* _Work required_
If a line in the data below contains the word "Option", copy it out.

^^^^

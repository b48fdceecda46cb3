use std::{
    env,
    net::{IpAddr, Ipv4Addr, SocketAddr},
    path::PathBuf,
};

use anyhow::anyhow;

const DEFAULT_CORS_ORIGIN: &str = "http://localhost:3000";

#[derive(Debug, Clone)]
pub struct TemplateServiceConfig {
    pub listen_addr: SocketAddr,
    pub template_dir: PathBuf,
    pub output_dir: PathBuf,
    pub template_extension: String,
    pub latex_program: String,
    pub cors_origins: Vec<String>,
}

#[derive(Debug, Clone)]
pub struct CalculatorConfig {
    pub listen_addr: SocketAddr,
    pub cors_origins: Vec<String>,
}

impl TemplateServiceConfig {
    pub fn from_env() -> anyhow::Result<Self> {
        Self::from_lookup(|key| env::var(key).ok())
    }

    /// Builds the config from an arbitrary variable source.
    pub fn from_lookup<F>(lookup: F) -> anyhow::Result<Self>
    where
        F: Fn(&str) -> Option<String>,
    {
        let listen_addr = parse_addr(lookup("TEMPLATE_SERVICE_ADDR"), 8000);

        let template_dir = PathBuf::from(required(&lookup, "TEMPLATE_DIR")?);
        let output_dir = PathBuf::from(required(&lookup, "OUTPUT_DIR")?);

        let template_extension = lookup("TEMPLATE_EXTENSION")
            .map(|ext| ext.trim_start_matches('.').to_string())
            .filter(|ext| !ext.is_empty())
            .unwrap_or_else(|| "txt".to_string());
        let latex_program = lookup("LATEX_COMPILER")
            .filter(|p| !p.trim().is_empty())
            .unwrap_or_else(|| "pdflatex".to_string());

        Ok(Self {
            listen_addr,
            template_dir,
            output_dir,
            template_extension,
            latex_program,
            cors_origins: parse_origins(lookup("CORS_ALLOWED_ORIGINS")),
        })
    }
}

impl CalculatorConfig {
    pub fn from_env() -> anyhow::Result<Self> {
        Self::from_lookup(|key| env::var(key).ok())
    }

    pub fn from_lookup<F>(lookup: F) -> anyhow::Result<Self>
    where
        F: Fn(&str) -> Option<String>,
    {
        Ok(Self {
            listen_addr: parse_addr(lookup("CALCULATOR_ADDR"), 8001),
            cors_origins: parse_origins(lookup("CORS_ALLOWED_ORIGINS")),
        })
    }
}

fn required<F>(lookup: &F, key: &str) -> anyhow::Result<String>
where
    F: Fn(&str) -> Option<String>,
{
    lookup(key)
        .filter(|v| !v.trim().is_empty())
        .ok_or_else(|| anyhow!("environment variable {key} must be set"))
}

fn parse_addr(raw: Option<String>, default_port: u16) -> SocketAddr {
    raw.and_then(|v| v.parse().ok())
        .unwrap_or_else(|| SocketAddr::new(IpAddr::V4(Ipv4Addr::LOCALHOST), default_port))
}

fn parse_origins(raw: Option<String>) -> Vec<String> {
    let origins: Vec<String> = raw
        .unwrap_or_default()
        .split(',')
        .map(str::trim)
        .filter(|s| !s.is_empty())
        .map(str::to_string)
        .collect();
    if origins.is_empty() {
        vec![DEFAULT_CORS_ORIGIN.to_string()]
    } else {
        origins
    }
}
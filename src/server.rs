use std::{collections::BTreeMap, sync::Arc};

use axum::{
    Json, Router,
    extract::State,
    http::HeaderValue,
    routing::{get, post},
};
use serde_json::{Value, json};
use tower_http::{
    cors::{AllowHeaders, AllowMethods, AllowOrigin, CorsLayer},
    trace::TraceLayer,
};
use tracing::info;

use crate::{
    calculator::{CalculationQuery, CalculationResult},
    compiler::PdfLatex,
    config::TemplateServiceConfig,
    document::{GenerateRequest, GenerationResult, PdfGenerator},
    error::ServiceError,
    extract::{ApiJson, ApiQuery},
    placeholders::PlaceholderTable,
    templates::TemplateStore,
};

#[derive(Clone)]
pub struct TemplateState {
    pub generator: Arc<PdfGenerator>,
}

impl TemplateState {
    pub fn new(generator: PdfGenerator) -> Self {
        Self {
            generator: Arc::new(generator),
        }
    }

    pub fn from_config(config: &TemplateServiceConfig) -> Self {
        let templates = TemplateStore::new(&config.template_dir, &config.template_extension);
        let compiler = Arc::new(PdfLatex::new(&config.latex_program));
        Self::new(PdfGenerator::new(templates, &config.output_dir, compiler))
    }
}

pub fn build_template_router(state: TemplateState, cors_origins: &[String]) -> Router {
    Router::new()
        .route("/", get(template_root))
        .route("/health", get(health))
        .route("/templates", get(list_templates))
        .route("/placeholders", get(placeholders))
        .route("/generate-pdf", post(generate_pdf))
        .with_state(state)
        .layer(build_cors_layer(cors_origins))
        .layer(TraceLayer::new_for_http())
}

pub fn build_calculator_router(cors_origins: &[String]) -> Router {
    Router::new()
        .route("/", get(calculator_root))
        .route("/health", get(health))
        .route("/calculate", get(calculate))
        .layer(build_cors_layer(cors_origins))
        .layer(TraceLayer::new_for_http())
}

/// Origins are listed explicitly with credentials allowed; `*` opens the
/// service to any origin without credentials.
fn build_cors_layer(origins: &[String]) -> CorsLayer {
    let layer = CorsLayer::new()
        .allow_methods(AllowMethods::mirror_request())
        .allow_headers(AllowHeaders::mirror_request());

    if origins.iter().any(|o| o == "*") {
        return layer.allow_origin(AllowOrigin::any());
    }

    let origins: Vec<HeaderValue> = origins
        .iter()
        .filter_map(|o| HeaderValue::from_str(o).ok())
        .collect();
    layer
        .allow_origin(AllowOrigin::list(origins))
        .allow_credentials(true)
}

async fn health() -> &'static str {
    "ok"
}

async fn template_root() -> Json<Value> {
    Json(json!({ "message": "LaTeX Template Processing API is running" }))
}

async fn calculator_root() -> Json<Value> {
    Json(json!({ "message": "Calculator API is running" }))
}

async fn list_templates(
    State(state): State<TemplateState>,
) -> Result<Json<BTreeMap<usize, String>>, ServiceError> {
    let templates = state.generator.templates().list().await?;
    info!(count = templates.len(), "listed templates");
    Ok(Json(templates))
}

async fn placeholders() -> Json<PlaceholderTable> {
    Json(PlaceholderTable)
}

async fn generate_pdf(
    State(state): State<TemplateState>,
    ApiJson(request): ApiJson<GenerateRequest>,
) -> Result<Json<GenerationResult>, ServiceError> {
    let result = state.generator.generate(request).await?;
    Ok(Json(result))
}

async fn calculate(
    ApiQuery(query): ApiQuery<CalculationQuery>,
) -> Result<Json<CalculationResult>, ServiceError> {
    Ok(Json(query.evaluate()?))
}
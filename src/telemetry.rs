use tracing_subscriber::EnvFilter;

/// Filter used when `RUST_LOG` is unset: crate events at debug, request
/// spans from `TraceLayer`, and quiet transport internals.
fn default_filter() -> String {
    format!(
        "info,{}=debug,tower_http=debug,hyper=warn,axum::rejection=trace",
        env!("CARGO_CRATE_NAME")
    )
}

/// Installs the global subscriber for the named service.
///
/// A second call leaves the existing subscriber in place.
pub fn init_tracing(service: &'static str) {
    let filter =
        EnvFilter::try_from_default_env().unwrap_or_else(|_| EnvFilter::new(default_filter()));

    let installed = tracing_subscriber::fmt()
        .with_env_filter(filter)
        .with_target(false)
        .compact()
        .try_init()
        .is_ok();

    if installed {
        tracing::info!(service, version = env!("CARGO_PKG_VERSION"), "tracing initialized");
    } else {
        tracing::debug!(service, "tracing already initialized");
    }
}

^^^^

* _Answer section_
        F: Fn(&str) -> Option<String>,
        F: Fn(&str) -> Option<String>,
    F: Fn(&str) -> Option<String>,
fn parse_addr(raw: Option<String>, default_port: u16) -> SocketAddr {
fn parse_origins(raw: Option<String>) -> Vec<String> {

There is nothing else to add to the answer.